The continuous evolution of coronaviruses poses persistent and severe threats to both human and animal health. While α-and β-coronaviruses mainly infect mammals, including humans, γ-coronaviruses predominantly infect poultry, causing substantial economic losses. Their rapid mutation rates and wide host tropism underscore the urgent demand for pan-coronavirus therapeutics. Here, we systematically investigated the antiviral potency and mechanism of action of PB28, a selective sigma-1 receptor antagonist, across α-, β-, and γ-coronaviruses.
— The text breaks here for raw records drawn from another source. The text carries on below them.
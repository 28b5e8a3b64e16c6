//! The merge engine's single error type.

use std::fmt;

use ovl_repo::{BoxError, RepoError};
use thiserror::Error;

/// What went wrong, at the granularity callers act on.
#[derive(Clone, Copy, Debug, PartialEq, Eq, Hash)]
pub enum ErrorKind {
    /// A store transaction could not be started or committed.
    Transaction,
    /// Directory contents could not be ingested.
    TreeWrite,
    /// A tree or commit object could not be written.
    CommitWrite,
    /// A branch or commit id did not resolve.
    RefResolution,
    /// Materializing a commit into the scratch directory failed.
    Checkout,
    /// Anything else.
    Merge,
}

impl fmt::Display for ErrorKind {
    fn fmt(&self, f: &mut fmt::Formatter<'_>) -> fmt::Result {
        let name = match self {
            Self::Transaction => "transaction",
            Self::TreeWrite => "tree write",
            Self::CommitWrite => "commit write",
            Self::RefResolution => "ref resolution",
            Self::Checkout => "checkout",
            Self::Merge => "merge",
        };
        f.write_str(name)
    }
}

impl From<&RepoError> for ErrorKind {
    fn from(err: &RepoError) -> Self {
        match err {
            RepoError::Transaction { .. } => Self::Transaction,
            RepoError::TreeWrite { .. } => Self::TreeWrite,
            RepoError::MtreeFinalize { .. } | RepoError::CommitWrite { .. } => Self::CommitWrite,
            RepoError::RefResolution { .. } => Self::RefResolution,
            RepoError::Checkout { .. } => Self::Checkout,
            _ => Self::Merge,
        }
    }
}

/// A failed merge: a short message, an optional longer detail, and the
/// underlying cause.
#[derive(Debug, Error)]
#[error("{message}{}", .detail.as_deref().map(|d| format!(": {d}")).unwrap_or_default())]
pub struct MergeError {
    kind: ErrorKind,
    message: String,
    detail: Option<String>,
    #[source]
    source: Option<BoxError>,
}

impl MergeError {
    pub fn new(kind: ErrorKind, message: impl Into<String>) -> Self {
        Self {
            kind,
            message: message.into(),
            detail: None,
            source: None,
        }
    }

    /// Wrap a store error under a step-specific message. The error's own
    /// text becomes the detail.
    pub fn from_repo(message: impl Into<String>, err: RepoError) -> Self {
        Self {
            kind: ErrorKind::from(&err),
            message: message.into(),
            detail: Some(err.to_string()),
            source: Some(Box::new(err)),
        }
    }

    pub fn with_detail(mut self, detail: impl Into<String>) -> Self {
        self.detail = Some(detail.into());
        self
    }

    pub fn with_source(mut self, source: impl Into<BoxError>) -> Self {
        self.source = Some(source.into());
        self
    }

    pub fn kind(&self) -> ErrorKind {
        self.kind
    }

    pub fn message(&self) -> &str {
        &self.message
    }

    pub fn detail(&self) -> Option<&str> {
        self.detail.as_deref()
    }
}

impl From<RepoError> for MergeError {
    fn from(err: RepoError) -> Self {
        Self {
            kind: ErrorKind::from(&err),
            message: err.to_string(),
            detail: None,
            source: Some(Box::new(err)),
        }
    }
}

impl From<std::io::Error> for MergeError {
    fn from(err: std::io::Error) -> Self {
        Self::new(ErrorKind::Merge, err.to_string()).with_source(err)
    }
}

/// Result alias for merge operations.
pub type MergeResult<T> = Result<T, MergeError>;
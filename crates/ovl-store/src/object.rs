use serde::{Deserialize, Serialize};
use ovl_crypto::ContentHasher;
use ovl_types::ObjectId;

use crate::error::{StoreError, StoreResult};

/// The kind of object stored.
#[derive(Clone, Copy, Debug, PartialEq, Eq, Hash, Serialize, Deserialize)]
pub enum ObjectKind {
    /// Raw content (file contents, symlink targets).
    Blob,
    /// Directory listing: ordered entries mapping names to object references.
    Tree,
    /// Root tree reference plus optional parent and message.
    Commit,
}

impl ObjectKind {
    /// One-byte tag used by on-disk backends.
    pub fn tag(&self) -> u8 {
        match self {
            Self::Blob => b'b',
            Self::Tree => b't',
            Self::Commit => b'c',
        }
    }

    /// Inverse of [`ObjectKind::tag`].
    pub fn from_tag(tag: u8) -> Option<Self> {
        match tag {
            b'b' => Some(Self::Blob),
            b't' => Some(Self::Tree),
            b'c' => Some(Self::Commit),
            _ => None,
        }
    }

    fn hasher(&self) -> &'static ContentHasher {
        match self {
            Self::Blob => &ContentHasher::BLOB,
            Self::Tree => &ContentHasher::TREE,
            Self::Commit => &ContentHasher::COMMIT,
        }
    }
}

impl std::fmt::Display for ObjectKind {
    fn fmt(&self, f: &mut std::fmt::Formatter<'_>) -> std::fmt::Result {
        match self {
            Self::Blob => write!(f, "blob"),
            Self::Tree => write!(f, "tree"),
            Self::Commit => write!(f, "commit"),
        }
    }
}

/// A stored object: kind tag + serialized data + cached size.
///
/// `StoredObject` is the unit of storage. The store never interprets the
/// contents of the data; it is a pure key-value store keyed by content hash.
#[derive(Clone, Debug, PartialEq, Eq)]
pub struct StoredObject {
    /// The type of this object.
    pub kind: ObjectKind,
    /// The serialized bytes of the object.
    pub data: Vec<u8>,
    /// The size of `data` in bytes.
    pub size: u64,
}

impl StoredObject {
    /// Create a new stored object from kind and data.
    pub fn new(kind: ObjectKind, data: Vec<u8>) -> Self {
        let size = data.len() as u64;
        Self { kind, data, size }
    }

    /// Compute the content-addressed ID for this object.
    ///
    /// Uses the appropriate domain-separated hasher for each object kind.
    pub fn compute_id(&self) -> ObjectId {
        self.kind.hasher().hash(&self.data)
    }

    fn expect_kind(&self, kind: ObjectKind) -> StoreResult<()> {
        if self.kind != kind {
            return Err(StoreError::CorruptObject {
                id: self.compute_id(),
                reason: format!("expected {kind}, got {}", self.kind),
            });
        }
        Ok(())
    }
}

// ---------------------------------------------------------------------------
// Blob
// ---------------------------------------------------------------------------

/// Raw content object. For symlinks the content is the link target.
#[derive(Clone, Debug, PartialEq, Eq, Serialize, Deserialize)]
pub struct Blob {
    pub data: Vec<u8>,
}

impl Blob {
    /// Create a new blob from raw bytes.
    pub fn new(data: Vec<u8>) -> Self {
        Self { data }
    }

    /// Convert into a `StoredObject` for storage.
    pub fn to_stored_object(&self) -> StoredObject {
        StoredObject::new(ObjectKind::Blob, self.data.clone())
    }

    /// Decode from a `StoredObject`.
    pub fn from_stored_object(obj: &StoredObject) -> StoreResult<Self> {
        obj.expect_kind(ObjectKind::Blob)?;
        Ok(Self {
            data: obj.data.clone(),
        })
    }
}

// ---------------------------------------------------------------------------
// Tree
// ---------------------------------------------------------------------------

/// File mode for a tree entry.
#[derive(Clone, Copy, Debug, PartialEq, Eq, Hash, Serialize, Deserialize)]
pub enum EntryMode {
    /// Normal file (0o100644).
    Regular,
    /// Executable file (0o100755).
    Executable,
    /// Symbolic link (0o120000).
    Symlink,
    /// Subtree / directory (0o040000).
    Directory,
}

impl EntryMode {
    /// Octal mode value (for display/serialization).
    pub fn mode_bits(&self) -> u32 {
        match self {
            Self::Regular => 0o100644,
            Self::Executable => 0o100755,
            Self::Symlink => 0o120000,
            Self::Directory => 0o040000,
        }
    }

    /// Parse from an octal mode value.
    pub fn from_mode_bits(bits: u32) -> Option<Self> {
        match bits {
            0o100644 => Some(Self::Regular),
            0o100755 => Some(Self::Executable),
            0o120000 => Some(Self::Symlink),
            0o040000 => Some(Self::Directory),
            _ => None,
        }
    }

    /// Permission bits applied when the entry is materialized on disk.
    pub fn permissions(&self) -> u32 {
        match self {
            Self::Regular => 0o644,
            Self::Executable | Self::Directory => 0o755,
            Self::Symlink => 0o777,
        }
    }

    /// Returns `true` for [`EntryMode::Directory`].
    pub fn is_dir(&self) -> bool {
        matches!(self, Self::Directory)
    }
}

impl std::fmt::Display for EntryMode {
    fn fmt(&self, f: &mut std::fmt::Formatter<'_>) -> std::fmt::Result {
        write!(f, "{:06o}", self.mode_bits())
    }
}

/// A single entry in a tree object.
#[derive(Clone, Debug, PartialEq, Eq, Serialize, Deserialize)]
pub struct TreeEntry {
    /// File mode (regular, executable, symlink, directory).
    pub mode: EntryMode,
    /// Entry name (filename or directory name).
    pub name: String,
    /// Content-addressed ID of the referenced object.
    pub object_id: ObjectId,
}

impl TreeEntry {
    /// Create a new tree entry.
    pub fn new(mode: EntryMode, name: impl Into<String>, object_id: ObjectId) -> Self {
        Self {
            mode,
            name: name.into(),
            object_id,
        }
    }
}

impl PartialOrd for TreeEntry {
    fn partial_cmp(&self, other: &Self) -> Option<std::cmp::Ordering> {
        Some(self.cmp(other))
    }
}

impl Ord for TreeEntry {
    fn cmp(&self, other: &Self) -> std::cmp::Ordering {
        self.name.cmp(&other.name)
    }
}

/// Directory listing object (analogous to git tree).
#[derive(Clone, Debug, PartialEq, Eq, Serialize, Deserialize)]
pub struct Tree {
    /// Sorted entries in this directory.
    pub entries: Vec<TreeEntry>,
}

impl Tree {
    /// Create a new tree with the given entries.
    ///
    /// Entries are sorted by name for deterministic hashing.
    pub fn new(mut entries: Vec<TreeEntry>) -> Self {
        entries.sort();
        Self { entries }
    }

    /// Create an empty tree.
    pub fn empty() -> Self {
        Self {
            entries: Vec::new(),
        }
    }

    /// Convert into a `StoredObject` for storage.
    pub fn to_stored_object(&self) -> StoreResult<StoredObject> {
        let data = serde_json::to_vec(self)
            .map_err(|e| StoreError::Serialization(e.to_string()))?;
        Ok(StoredObject::new(ObjectKind::Tree, data))
    }

    /// Decode from a `StoredObject`.
    pub fn from_stored_object(obj: &StoredObject) -> StoreResult<Self> {
        obj.expect_kind(ObjectKind::Tree)?;
        serde_json::from_slice(&obj.data)
            .map_err(|e| StoreError::Serialization(e.to_string()))
    }

    /// Look up an entry by name.
    pub fn get(&self, name: &str) -> Option<&TreeEntry> {
        self.entries
            .binary_search_by(|e| e.name.as_str().cmp(name))
            .ok()
            .map(|i| &self.entries[i])
    }

    /// Number of entries.
    pub fn len(&self) -> usize {
        self.entries.len()
    }

    /// Returns `true` if the tree has no entries.
    pub fn is_empty(&self) -> bool {
        self.entries.is_empty()
    }
}

// ---------------------------------------------------------------------------
// CommitObject
// ---------------------------------------------------------------------------

/// Immutable snapshot of a filesystem tree.
///
/// Only `tree` is required. `timestamp` is seconds since the Unix epoch and is
/// the reason two commits of the same tree usually have different ids.
#[derive(Clone, Debug, PartialEq, Eq, Serialize, Deserialize)]
pub struct CommitObject {
    /// Root tree of the snapshot.
    pub tree: ObjectId,
    /// Previous commit, if the snapshot has history.
    pub parent: Option<ObjectId>,
    /// One-line summary.
    pub subject: Option<String>,
    /// Free-form description.
    pub body: Option<String>,
    /// Creation time.
    pub timestamp: i64,
}

impl CommitObject {
    /// Create a parentless, message-less commit of `tree`.
    pub fn new(tree: ObjectId, timestamp: i64) -> Self {
        Self {
            tree,
            parent: None,
            subject: None,
            body: None,
            timestamp,
        }
    }

    /// Convert into a `StoredObject` for storage.
    pub fn to_stored_object(&self) -> StoreResult<StoredObject> {
        let data = serde_json::to_vec(self)
            .map_err(|e| StoreError::Serialization(e.to_string()))?;
        Ok(StoredObject::new(ObjectKind::Commit, data))
    }

    /// Decode from a `StoredObject`.
    pub fn from_stored_object(obj: &StoredObject) -> StoreResult<Self> {
        obj.expect_kind(ObjectKind::Commit)?;
        serde_json::from_slice(&obj.data)
            .map_err(|e| StoreError::Serialization(e.to_string()))
    }
}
Molecular docking predicted a stable interaction between PB28 and the sigma-1 receptor. PB28 exhibits robust in vitro antiviral activity, effectively inhibiting the replication of β-coronaviruses (SARS-CoV-2 and its Beta, Delta, and Omicron variants; HCoV-OC43), α-coronaviruses (PEDV and TGEV), and γ-coronaviruses (IBV). Broad-spectrum antiviral efficacy is further validated by viral titration assays. In vivo, PB28 administration in K18-hACE2 mice infected with SARS-CoV-2 Delta and BALB/c mice infected with HCoV-OC43 led to significantly reduced viral loads, attenuated multi-organ pathology, and improved survival and body weight maintenance. In parallel, PB28 treatment in IBV-infected chicken embryos and neonatal chicks enhanced survival, supported embryogenesis, and alleviated tissue damage.Collectively, PB28 demonstrates cross-genus antiviral efficacy, likely mediated through modulation of the sigma-1 receptor. These findings highlight PB28 as a promising lead compound for the development of pan-coronavirus therapeutics.